**What you are asked to do**:
Locate each line below that includes "backend" and reproduce it.

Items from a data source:
%%

/// Startup parameters for the wgpu backend.
///
/// Everything here is fixed for the lifetime of the window; nothing is
/// renegotiated on resize.
#[derive(Debug, Clone)]
pub struct GpuInit {
    /// Pick an sRGB surface format when the surface offers one. The mesh texture
    /// is sRGB encoded, so a linear surface renders it too dark.
    pub prefer_srgb: bool,

    /// FIFO (the default) is always supported and paces presentation to the
    /// display.
    pub present_mode: wgpu::PresentMode,

    /// Used only if the surface supports it; otherwise the first supported mode.
    pub alpha_mode: Option<wgpu::CompositeAlphaMode>,

    pub required_features: wgpu::Features,
    pub required_limits: wgpu::Limits,

    /// Hint; support depends on platform/backend.
    pub desired_maximum_frame_latency: u32,

    /// MSAA samples per pixel. Falls back to 1 when the adapter cannot
    /// multisample the surface or depth format.
    pub sample_count: u32,

    /// Depth buffer format. Cleared to 1.0 each frame; nearer fragments win.
    pub depth_format: wgpu::TextureFormat,

    /// Background behind both modes.
    pub clear_color: wgpu::Color,
}

impl Default for GpuInit {
    fn default() -> Self {
        Self {
            prefer_srgb: true,
            present_mode: wgpu::PresentMode::Fifo,
            alpha_mode: None,
            required_features: wgpu::Features::empty(),
            required_limits: wgpu::Limits::default(),
            desired_maximum_frame_latency: 2,
            sample_count: 4,
            depth_format: wgpu::TextureFormat::Depth32Float,
            clear_color: wgpu::Color::BLACK,
        }
    }
}

#[cfg(test)]
mod tests {
    use super::*;

    #[test]
    fn defaults() {
        let init = GpuInit::default();
        assert_eq!(init.present_mode, wgpu::PresentMode::Fifo);
        assert_eq!(init.sample_count, 4);
        assert_eq!(init.depth_format, wgpu::TextureFormat::Depth32Float);
        assert!(init.depth_format.has_depth_aspect());
        assert_eq!(init.clear_color, wgpu::Color::BLACK);
    }
}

%%

**Exercise solution**:
/// Startup parameters for the wgpu backend.
    /// Hint; support depends on platform/backend.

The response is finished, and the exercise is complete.